Cettire's founder has pocketed over $47 million after releasing shares, but the company's performance is leading to some raised eyebrows.
We’ve seen in the last few months that the performance of e-commerce shares has largely followed the pattern of tech stocks generally. While the e-commerce and tech-sector understandably benefited from pandemic related growth, we’ve seen both the tech and e-com sectors get slammed after investors abandoned ship. Whether it was fear of rising rates, uncertainty around future growth potential, or simply a matter of institutional investors favouring other sectors in this late-pandemic era (‘new normal’, anyone?) is unknown. But what we do know is that we’ve started to see a rebound.

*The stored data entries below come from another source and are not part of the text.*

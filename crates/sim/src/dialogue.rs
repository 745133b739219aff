//! Narrator dialogue: a linear script revealed by a typewriter effect, with an
//! optional ready/not-ready branch ahead of a scene transition.
//!
//! `advance` is gated until the current text has fully revealed, so the player
//! cannot skip a step mid-type. Answering "not ready" shows an explanation and
//! then loops back to the question, an explicit cycle rather than a dead end.

use crate::config::SimConfig;

/// Scene switch requested by dialogue or UI.
#[derive(Debug, Clone, Copy, PartialEq, Eq)]
pub enum SceneRequest {
    Menu,
    Showcase,
    Exam,
    Quit,
}

/// Character-by-character text reveal.
#[derive(Debug, Default)]
pub struct Typewriter {
    full: String,
    revealed: f32,
}

impl Typewriter {
    pub fn new() -> Self {
        Self::default()
    }

    pub fn start(&mut self, text: &str) {
        self.full = text.to_string();
        self.revealed = 0.0;
    }

    /// Advance the reveal; returns true once the full text is shown.
    pub fn update(&mut self, dt: f32, chars_per_second: f32) -> bool {
        let total = self.full.chars().count() as f32;
        if self.revealed < total {
            self.revealed = (self.revealed + dt * chars_per_second).min(total);
        }
        self.revealed >= total
    }

    pub fn is_done(&self) -> bool {
        self.revealed >= self.full.chars().count() as f32
    }

    /// The currently revealed prefix, on a char boundary.
    pub fn visible_text(&self) -> &str {
        let shown = self.revealed as usize;
        match self.full.char_indices().nth(shown) {
            Some((byte, _)) => &self.full[..byte],
            None => &self.full,
        }
    }
}

/// What the player does to leave a step.
#[derive(Debug, Clone, Copy)]
pub enum StepKind {
    /// A "Continue" click moves to the next step.
    Continue,
    /// Ready / not-ready / exit choice.
    Choice {
        /// Line typed after "ready", before departing.
        ready_text: &'static str,
        /// Where "ready" leads.
        destination: SceneRequest,
        /// Explanation typed after "not ready"; loops back to the question.
        /// `None` removes the button.
        not_ready_text: Option<&'static str>,
        /// Where the exit button leads, if present.
        exit: Option<SceneRequest>,
    },
    /// Terminal step: "Continue" departs to the given scene.
    Finish(SceneRequest),
}

#[derive(Debug, Clone, Copy)]
pub struct DialogueStep {
    pub title: &'static str,
    pub body: &'static str,
    pub kind: StepKind,
}

#[derive(Debug, Clone, Copy, PartialEq)]
enum Phase {
    Typing,
    AwaitContinue,
    AwaitChoice,
    NotReadyTyping,
    NotReadyHold(f32),
    DepartTyping,
    Departing(f32),
    Finished,
}

/// Drives one scene's narrator script.
#[derive(Debug)]
pub struct DialogueDirector {
    steps: &'static [DialogueStep],
    step: usize,
    typewriter: Typewriter,
    phase: Phase,
    pending: Option<SceneRequest>,
    transition: Option<SceneRequest>,
}

impl DialogueDirector {
    pub fn new(steps: &'static [DialogueStep]) -> Self {
        debug_assert!(!steps.is_empty());
        let mut typewriter = Typewriter::new();
        typewriter.start(steps[0].body);
        Self {
            steps,
            step: 0,
            typewriter,
            phase: Phase::Typing,
            pending: None,
            transition: None,
        }
    }

    fn current(&self) -> &DialogueStep {
        &self.steps[self.step]
    }

    pub fn step_index(&self) -> usize {
        self.step
    }

    pub fn title(&self) -> &'static str {
        self.current().title
    }

    pub fn body_visible_text(&self) -> &str {
        self.typewriter.visible_text()
    }

    pub fn is_typing(&self) -> bool {
        matches!(
            self.phase,
            Phase::Typing | Phase::NotReadyTyping | Phase::DepartTyping
        )
    }

    /// Whether the "Continue" control currently accepts clicks.
    pub fn continue_enabled(&self) -> bool {
        self.phase == Phase::AwaitContinue
    }

    /// Whether the ready/not-ready buttons are currently shown.
    pub fn choice_visible(&self) -> bool {
        self.phase == Phase::AwaitChoice
    }

    pub fn update(&mut self, dt: f32, cfg: &SimConfig) {
        let cps = cfg.typing_chars_per_second;
        match self.phase {
            Phase::Typing => {
                if self.typewriter.update(dt, cps) {
                    self.phase = match self.current().kind {
                        StepKind::Choice { .. } => Phase::AwaitChoice,
                        _ => Phase::AwaitContinue,
                    };
                }
            }
            Phase::NotReadyTyping => {
                if self.typewriter.update(dt, cps) {
                    self.phase = Phase::NotReadyHold(cfg.not_ready_hold);
                }
            }
            Phase::NotReadyHold(remaining) => {
                let remaining = remaining - dt;
                if remaining <= 0.0 {
                    // Back to the question.
                    self.typewriter.start(self.current().body);
                    self.phase = Phase::Typing;
                } else {
                    self.phase = Phase::NotReadyHold(remaining);
                }
            }
            Phase::DepartTyping => {
                if self.typewriter.update(dt, cps) {
                    self.phase = Phase::Departing(cfg.depart_delay);
                }
            }
            Phase::Departing(remaining) => {
                let remaining = remaining - dt;
                if remaining <= 0.0 {
                    self.transition = self.pending.take();
                    self.phase = Phase::Finished;
                } else {
                    self.phase = Phase::Departing(remaining);
                }
            }
            Phase::AwaitContinue | Phase::AwaitChoice | Phase::Finished => {}
        }
    }

    /// Continue click. No-op while text is revealing or a choice is pending.
    pub fn advance(&mut self) {
        if self.phase != Phase::AwaitContinue {
            return;
        }
        match self.current().kind {
            StepKind::Continue => {
                if self.step + 1 < self.steps.len() {
                    self.step += 1;
                    self.typewriter.start(self.current().body);
                    self.phase = Phase::Typing;
                }
            }
            StepKind::Finish(destination) => {
                self.transition = Some(destination);
                self.phase = Phase::Finished;
            }
            StepKind::Choice { .. } => {}
        }
    }

    /// "Ready" click: type the departure line, then transition.
    pub fn choose_ready(&mut self) {
        if self.phase != Phase::AwaitChoice {
            return;
        }
        if let StepKind::Choice {
            ready_text,
            destination,
            ..
        } = self.current().kind
        {
            self.pending = Some(destination);
            self.typewriter.start(ready_text);
            self.phase = Phase::DepartTyping;
        }
    }

    /// "Not ready" click: type the explanation, then return to the question.
    pub fn choose_not_ready(&mut self) {
        if self.phase != Phase::AwaitChoice {
            return;
        }
        if let StepKind::Choice {
            not_ready_text: Some(text),
            ..
        } = self.current().kind
        {
            self.typewriter.start(text);
            self.phase = Phase::NotReadyTyping;
        }
    }

    /// Exit click, where the script offers one.
    pub fn choose_exit(&mut self) {
        if self.phase != Phase::AwaitChoice {
            return;
        }
        if let StepKind::Choice {
            exit: Some(destination),
            ..
        } = self.current().kind
        {
            self.transition = Some(destination);
            self.phase = Phase::Finished;
        }
    }

    /// Consume a requested scene transition.
    pub fn take_transition(&mut self) -> Option<SceneRequest> {
        self.transition.take()
    }
}

#[cfg(test)]
mod tests {
    use super::*;

    const SCRIPT: &[DialogueStep] = &[
        DialogueStep {
            title: "Welcome",
            body: "Hello, future doctor!",
            kind: StepKind::Continue,
        },
        DialogueStep {
            title: "",
            body: "Ready to begin the simulation?",
            kind: StepKind::Choice {
                ready_text: "Good. Off we go.",
                destination: SceneRequest::Exam,
                not_ready_text: Some("Take your time and look around first."),
                exit: Some(SceneRequest::Quit),
            },
        },
    ];

    const LINEAR: &[DialogueStep] = &[DialogueStep {
        title: "",
        body: "Done!",
        kind: StepKind::Finish(SceneRequest::Menu),
    }];

    fn cfg() -> SimConfig {
        SimConfig::default()
    }

    fn finish_typing(d: &mut DialogueDirector) {
        for _ in 0..600 {
            if !d.is_typing() {
                break;
            }
            d.update(0.1, &cfg());
        }
    }

    #[test]
    fn advance_is_noop_while_typing() {
        let mut d = DialogueDirector::new(SCRIPT);
        assert!(d.is_typing());
        d.advance();
        assert_eq!(d.step_index(), 0);
        finish_typing(&mut d);
        assert!(d.continue_enabled());
        d.advance();
        assert_eq!(d.step_index(), 1);
    }

    #[test]
    fn typewriter_reveals_prefixes() {
        let mut tw = Typewriter::new();
        tw.start("abcdef");
        tw.update(0.1, 30.0); // 3 characters
        assert_eq!(tw.visible_text(), "abc");
        tw.update(10.0, 30.0);
        assert_eq!(tw.visible_text(), "abcdef");
        assert!(tw.is_done());
    }

    #[test]
    fn not_ready_loops_back_to_the_question() {
        let mut d = DialogueDirector::new(SCRIPT);
        finish_typing(&mut d);
        d.advance();
        finish_typing(&mut d);
        assert!(d.choice_visible());

        d.choose_not_ready();
        assert!(d.is_typing());
        finish_typing(&mut d);
        // Hold, then the question types again.
        for _ in 0..100 {
            d.update(0.1, &cfg());
        }
        assert!(d.choice_visible());
        assert!(d.take_transition().is_none());
    }

    #[test]
    fn ready_departs_after_delay() {
        let mut d = DialogueDirector::new(SCRIPT);
        finish_typing(&mut d);
        d.advance();
        finish_typing(&mut d);
        d.choose_ready();
        for _ in 0..200 {
            d.update(0.1, &cfg());
        }
        assert_eq!(d.take_transition(), Some(SceneRequest::Exam));
        // Consumed once.
        assert!(d.take_transition().is_none());
    }

    #[test]
    fn exit_choice_fires_immediately() {
        let mut d = DialogueDirector::new(SCRIPT);
        finish_typing(&mut d);
        d.advance();
        finish_typing(&mut d);
        d.choose_exit();
        assert_eq!(d.take_transition(), Some(SceneRequest::Quit));
    }

    #[test]
    fn finish_step_requests_transition_on_continue() {
        let mut d = DialogueDirector::new(LINEAR);
        finish_typing(&mut d);
        d.advance();
        assert_eq!(d.take_transition(), Some(SceneRequest::Menu));
    }
}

The market has somewhat stabilised in the last few weeks, raising questions whether the massive sell-offs we saw was simply an overreaction. While e-commerce is hardly at what we’d call peak performance on the ASX, that it has been somewhat swept up into the tech category and subject to the same investor sentiment, means that we’re now seeing a reprieve.
But not all e-commerce stocks are benefitting from this (albeit slight) rebound. Kogan and Adore Beauty are up 4.1% and 3% in the last fortnight (at close of ASX last Friday), Temple & Webster is up 1.5% in the same period, and MyDeal is up 6% in the last seven days. Even BikeExchange is up 1.7% (to just $0.06, mind you). Booktopia’s 0.6% dip in the last fortnight may not be the growth it had been hoping for, but it does seem like the company has in a bit of a wait-and-see holding pattern where investors are concerned. on 31 March the company released a statement that non-executive director Marina Go had resigned, and confirmed the upcoming appointment of Judy Slatyer (most recently CEO of Australian Red Cross). Redbubble is similarly down 5% in the last seven days, to $1.53. Cettire is the outlier here, shedding 13.8% in the last week, to $1.12 (a new 52-week low). For a company that was valued at $3.67 at the start of the year, it’s a noticeable drop.
A quarter of the 251,238,220 escrowed Cettire shares were released in February this year. The market was watching to see if Cettire founder and CEO Dean Mintz would sell any of the 62.8 million shares that had come out of escrow. In late March, the company released a statement confirming that Mintz had agreed to sell down 35 million shares in the company (representing 9.18% of the Company’s issued capital). The sale was undertaken at a price of $1.35 per share in a block trade. Mintz will retain a 56.72% shareholding in the company and remain its largest shareholder.
Mintz has continued to be a somewhat baffling figure in the e-commerce world. Where the personalities of founders are so often interweaved in their brands (think Kate Morris, Ruslan Kogan, Tony Nash et. al.), Mintz’s lack of visibility is noticeable.
After offloading the shares (and pocketing over $47.2 million), Mintz said: ‘Cettire is a huge part of my life, it has a phenomenal market opportunity and I remain full committed to lead the Company to grow shareholder value. The sale represents a small portion of my shareholding and I will remain Cettire’s largest shareholder. The sale enables greater trading liquidity and a broadening of the share register and I look forward to welcoming new shareholder to the Company.’
Following this, the company’s biggest institutional holder, Cat Rock Capital Management LP, topped up its stake to 11.72% (up from 9.77% in February). The direct purchase of 7,407,407 shares came to over $10 million.
Following the announcements, Cettire shares continued to dive. The company has been under pressure since its peak in November 2021 (after a stellar recover mid-last year when concerns were raised about its ‘longer term prospects’). It seems that these concerns may still linger.
Source: ASX Listed E-Commerce Index based on ASX reporting for the period to 1 April 2022
The ASX Listed E-Commerce Index underperformed compared to the ASX200, down 2.7% compared to the ASX which gained 1.2%. The best performer for the last seven days was MyDeal, up 6%, with Cettire the worst performer at -13.8%.
Figures are current as at close of ASX on 1 April 2022. This is analysis only and not intended as investment advice.